Write out each line of the entries exactly, starting at the first and finishing with the line that contains "use std::borrow::Cow;".

### INPUT FOR THIS TASK
_ _ _ _
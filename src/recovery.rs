//! Panic isolation for caller-supplied code.
//!
//! View plan builders and backtest rules are user code; a panic inside one
//! becomes an [`Error::Internal`] for that request instead of taking down the
//! worker that ran it.

use crate::types::{Error, Result};
use std::any::Any;
use std::borrow::Cow;
use std::panic::{catch_unwind, AssertUnwindSafe};

/// Run `operation`, turning a panic into `Error::Internal("{label} panicked: ..")`.
///
/// # Example
/// ```
/// use view_service::recovery::with_recovery;
///
/// let plan = with_recovery(|| Ok(vec!["stock_zh_a_hist"]), "view_plan:demo");
/// assert_eq!(plan.unwrap().len(), 1);
///
/// let err = with_recovery::<_, ()>(|| panic!("no symbol"), "view_plan:demo").unwrap_err();
/// assert_eq!(err.to_string(), "internal error: view_plan:demo panicked: no symbol");
/// ```
pub fn with_recovery<F, T>(operation: F, label: &str) -> Result<T>
where
    F: FnOnce() -> Result<T>,
{
    catch_unwind(AssertUnwindSafe(operation)).unwrap_or_else(|payload| {
        let message = panic_message(payload.as_ref());
        tracing::error!(operation = label, panic = %message, "panic_recovered");
        Err(Error::internal(format!("{} panicked: {}", label, message)))
    })
}

fn panic_message(payload: &(dyn Any + Send)) -> Cow<'_, str> {
    if let Some(s) = payload.downcast_ref::<&'static str>() {
        Cow::Borrowed(s)
    } else if let Some(s) = payload.downcast_ref::<String>() {
        Cow::Borrowed(s.as_str())
    } else {
        Cow::Borrowed("non-string panic payload")
    }
}
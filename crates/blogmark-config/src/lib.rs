use serde::{Deserialize, Serialize};
use std::path::{Path, PathBuf};
use thiserror::Error;

#[derive(Debug, Error)]
pub enum ConfigError {
    #[error("Failed to read config file at {config_path}: {source}")]
    ConfigReadError {
        config_path: PathBuf,
        source: std::io::Error,
    },

    #[error("Failed to parse config file at {config_path}: {source}")]
    ConfigParseError {
        config_path: PathBuf,
        source: toml::de::Error,
    },

    #[error("Invalid config value for `{key}`: {reason}")]
    ConfigInvalid { key: &'static str, reason: String },
}

/// Render settings. Every key is optional in the TOML file.
#[derive(Debug, Clone, Default, PartialEq, Eq, Serialize, Deserialize)]
#[serde(default)]
pub struct Config {
    pub preview: PreviewConfig,
    pub toc: TocConfig,
}

/// Link preview settings.
#[derive(Debug, Clone, PartialEq, Eq, Serialize, Deserialize)]
#[serde(default)]
pub struct PreviewConfig {
    pub enabled: bool,
    /// Bounded wait for providers without a timeout of their own.
    pub timeout_secs: u64,
    pub github_timeout_secs: u64,
    pub providers: ProviderToggles,
}

impl Default for PreviewConfig {
    fn default() -> Self {
        Self {
            enabled: true,
            timeout_secs: 5,
            github_timeout_secs: 10,
            providers: ProviderToggles::default(),
        }
    }
}

#[derive(Debug, Clone, Copy, PartialEq, Eq, Serialize, Deserialize)]
#[serde(default)]
pub struct ProviderToggles {
    pub youtube: bool,
    pub github: bool,
    pub reddit: bool,
    pub gopkg: bool,
}

impl Default for ProviderToggles {
    fn default() -> Self {
        Self {
            youtube: true,
            github: true,
            reddit: true,
            gopkg: true,
        }
    }
}

#[derive(Debug, Clone, Copy, PartialEq, Eq, Serialize, Deserialize)]
#[serde(default)]
pub struct TocConfig {
    /// Deepest heading level listed in the table of contents.
    pub max_depth: u8,
}

impl Default for TocConfig {
    fn default() -> Self {
        Self { max_depth: 5 }
    }
}

impl Config {
    pub fn load_from_path<P: AsRef<Path>>(config_path: P) -> Result<Option<Self>, ConfigError> {
        let config_path = config_path.as_ref();
        if !config_path.exists() {
            return Ok(None);
        }

        let content = std::fs::read_to_string(config_path).map_err(|source| {
            ConfigError::ConfigReadError {
                config_path: config_path.to_path_buf(),
                source,
            }
        })?;

        let config: Config =
            toml::from_str(&content).map_err(|source| ConfigError::ConfigParseError {
                config_path: config_path.to_path_buf(),
                source,
            })?;
        config.validate()?;

        Ok(Some(config))
    }

    /// Parse and validate config text that did not come from a file.
    pub fn from_toml_str(content: &str) -> Result<Self, ConfigError> {
        let config: Config =
            toml::from_str(content).map_err(|source| ConfigError::ConfigParseError {
                config_path: PathBuf::from("<inline>"),
                source,
            })?;
        config.validate()?;
        Ok(config)
    }

    pub fn save_to_path<P: AsRef<Path>>(&self, config_path: P) -> anyhow::Result<()> {
        let config_path = config_path.as_ref();
        if let Some(parent) = config_path.parent() {
            std::fs::create_dir_all(parent)?;
        }
        let content = toml::to_string_pretty(self)?;
        std::fs::write(config_path, content)?;
        Ok(())
    }

    pub fn validate(&self) -> Result<(), ConfigError> {
        if self.preview.timeout_secs == 0 {
            return Err(ConfigError::ConfigInvalid {
                key: "preview.timeout_secs",
                reason: "must be at least 1 second".to_string(),
            });
        }
        if self.preview.github_timeout_secs == 0 {
            return Err(ConfigError::ConfigInvalid {
                key: "preview.github_timeout_secs",
                reason: "must be at least 1 second".to_string(),
            });
        }
        if !(1..=5).contains(&self.toc.max_depth) {
            return Err(ConfigError::ConfigInvalid {
                key: "toc.max_depth",
                reason: "must be between 1 and 5".to_string(),
            });
        }
        Ok(())
    }
}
_ _ _ _
### YOUR SOLUTION
filename src/recovery.rs
//! Panic isolation for caller-supplied code.
//!
//! View plan builders and backtest rules are user code; a panic inside one
//! becomes an [`Error::Internal`] for that request instead of taking down the
//! worker that ran it.

use crate::types::{Error, Result};
use std::any::Any;
use std::borrow::Cow;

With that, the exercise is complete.